Ces leviers traduisent l’impératif d’une adaptation combinée des savoirs, des pratiques et des institutions pour garantir une pêche artisanale résiliente et durable.

La gouvernance intégrée et la coopération internationale face aux défis posés par les tempêtes hivernales

La gestion durable des pêcheries dans ce contexte de réchauffement climatique et d’événements extrêmes nécessite une gouvernance pluraliste et multi-niveaux, articulant acteurs locaux, institutions nationales et instances internationales.

Les déplacements transfrontaliers des stocks halieutiques, aggravés par les tempêtes hivernales, génèrent des conflits géopolitiques qui imposent une coopération renforcée pour fixer des quotas équitables, adapter les régulations et partager les connaissances scientifiques actualisées.

Des initiatives comme la Plateforme Océan & Climat facilitent la diffusion de données précises et la coordination d’actions intégrées entre climat, biodiversité marine et exploitation halieutique, renforçant la capacité collective à répondre aux défis actuels.

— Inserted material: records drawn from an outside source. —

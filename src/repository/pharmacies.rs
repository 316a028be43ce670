use rust_decimal::Decimal;
use sea_orm::{ColumnTrait, ConnectionTrait, EntityTrait, QueryFilter};
use serde::Serialize;
use sqlx::FromRow;
use utoipa::ToSchema;

use crate::{
    db::DbPool,
    entity::pharmacies::{Column, Entity as Pharmacies, Model},
    error::{AppError, AppResult},
};

pub async fn get<C: ConnectionTrait>(db: &C, id: i64) -> AppResult<Model> {
    Pharmacies::find_by_id(id)
        .filter(Column::DeletedAt.is_null())
        .one(db)
        .await?
        .ok_or_else(|| AppError::not_found("pharmacy"))
}

/// `pharmacy_managers.id` of the manager account behind `user_id`.
pub async fn manager_id_for_user(pool: &DbPool, user_id: i64) -> AppResult<Option<i64>> {
    let row: Option<(i64,)> = sqlx::query_as(
        "SELECT id FROM pharmacy_managers WHERE user_id = $1 AND deleted_at IS NULL",
    )
    .bind(user_id)
    .fetch_optional(pool)
    .await?;
    Ok(row.map(|r| r.0))
}

pub async fn is_owned_by_manager_user(
    pool: &DbPool,
    pharmacy_id: i64,
    user_id: i64,
) -> AppResult<bool> {
    let row: Option<(i64,)> = sqlx::query_as(
        r#"
        SELECT p.id
        FROM pharmacies p
        JOIN pharmacy_managers pm ON pm.id = p.pharmacy_manager_id AND pm.deleted_at IS NULL
        WHERE p.id = $1 AND pm.user_id = $2 AND p.deleted_at IS NULL
        "#,
    )
    .bind(pharmacy_id)
    .bind(user_id)
    .fetch_optional(pool)
    .await?;
    Ok(row.is_some())
}

#[derive(Debug, Clone, FromRow, Serialize, ToSchema)]
#[serde(rename_all = "camelCase")]
pub struct OfficialShippingMethod {
    #[serde(skip)]
    pub pharmacy_id: i64,
    pub id: i64,
    pub name: String,
    pub price: Option<Decimal>,
}

#[derive(Debug, Clone, FromRow, Serialize, ToSchema)]
#[serde(rename_all = "camelCase")]
pub struct NonOfficialShippingMethod {
    #[serde(skip)]
    pub pharmacy_id: i64,
    pub id: i64,
    pub name: String,
    pub courier: String,
    pub service: String,
}

pub async fn official_shipping_methods(
    pool: &DbPool,
    pharmacy_ids: &[i64],
) -> AppResult<Vec<OfficialShippingMethod>> {
    let rows = sqlx::query_as::<_, OfficialShippingMethod>(
        r#"
        SELECT posm.pharmacy_id, osm.id, osm.name, osm.price
        FROM pharmacy_official_shipping_methods posm
        JOIN official_shipping_methods osm ON osm.id = posm.official_shipping_method_id
        WHERE posm.pharmacy_id = ANY($1)
          AND posm.deleted_at IS NULL AND osm.deleted_at IS NULL
        ORDER BY osm.id
        "#,
    )
    .bind(pharmacy_ids)
    .fetch_all(pool)
    .await?;
    Ok(rows)
}

pub async fn non_official_shipping_methods(
    pool: &DbPool,
    pharmacy_ids: &[i64],
) -> AppResult<Vec<NonOfficialShippingMethod>> {
    let rows = sqlx::query_as::<_, NonOfficialShippingMethod>(
        r#"
        SELECT pnsm.pharmacy_id, nsm.id, nsm.name, nsm.courier, nsm.service
        FROM pharmacy_non_official_shipping_methods pnsm
        JOIN non_official_shipping_methods nsm ON nsm.id = pnsm.non_official_shipping_method_id
        WHERE pnsm.pharmacy_id = ANY($1)
          AND pnsm.deleted_at IS NULL AND nsm.deleted_at IS NULL
        ORDER BY nsm.id
        "#,
    )
    .bind(pharmacy_ids)
    .fetch_all(pool)
    .await?;
    Ok(rows)
}
use sea_orm::entity::prelude::*;

/// Append-only stock ledger. Rows are inserted, never updated.
#[derive(Clone, Debug, PartialEq, DeriveEntityModel)]
#[sea_orm(table_name = "stock_histories")]
pub struct Model {
    #[sea_orm(primary_key)]
    pub id: i64,
    pub pharmacy_product_id: i64,
    pub pharmacy_id: i64,
    pub quantity: i32,
    pub description: String,
    pub created_at: DateTimeWithTimeZone,
    pub deleted_at: Option<DateTimeWithTimeZone>,
}

#[derive(Copy, Clone, Debug, EnumIter, DeriveRelation)]
pub enum Relation {
    #[sea_orm(
        belongs_to = "super::pharmacy_products::Entity",
        from = "Column::PharmacyProductId",
        to = "super::pharmacy_products::Column::Id"
    )]
    PharmacyProducts,
}

impl Related<super::pharmacy_products::Entity> for Entity {
    fn to() -> RelationDef {
        Relation::PharmacyProducts.def()
    }
}

impl ActiveModelBehavior for ActiveModel {}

La certification des pêcheries durables, notamment par le Marine Stewardship Council (MSC), démontre que concilier exploitation économique viable et conservation écologique est possible, même face aux perturbations induites par les tempêtes hivernales (1)(2).

Enfin, la gouvernance pour cette adaptation s’appuie sur des stratégies fondées sur la modélisation locale des processus écologiques et climatiques, sur une surveillance renforcée contre la pêche illicite, et sur la promotion de l’alimentation bleue, pour une pêche durable à faible empreinte carbone.

Un navire de pêche en mer illustrant la coopération internationale pour la gestion durable face aux tempêtes hivernales 2025.
Un navire de pêche en mer illustrant la coopération internationale pour la gestion durable face aux tempêtes hivernales 2025.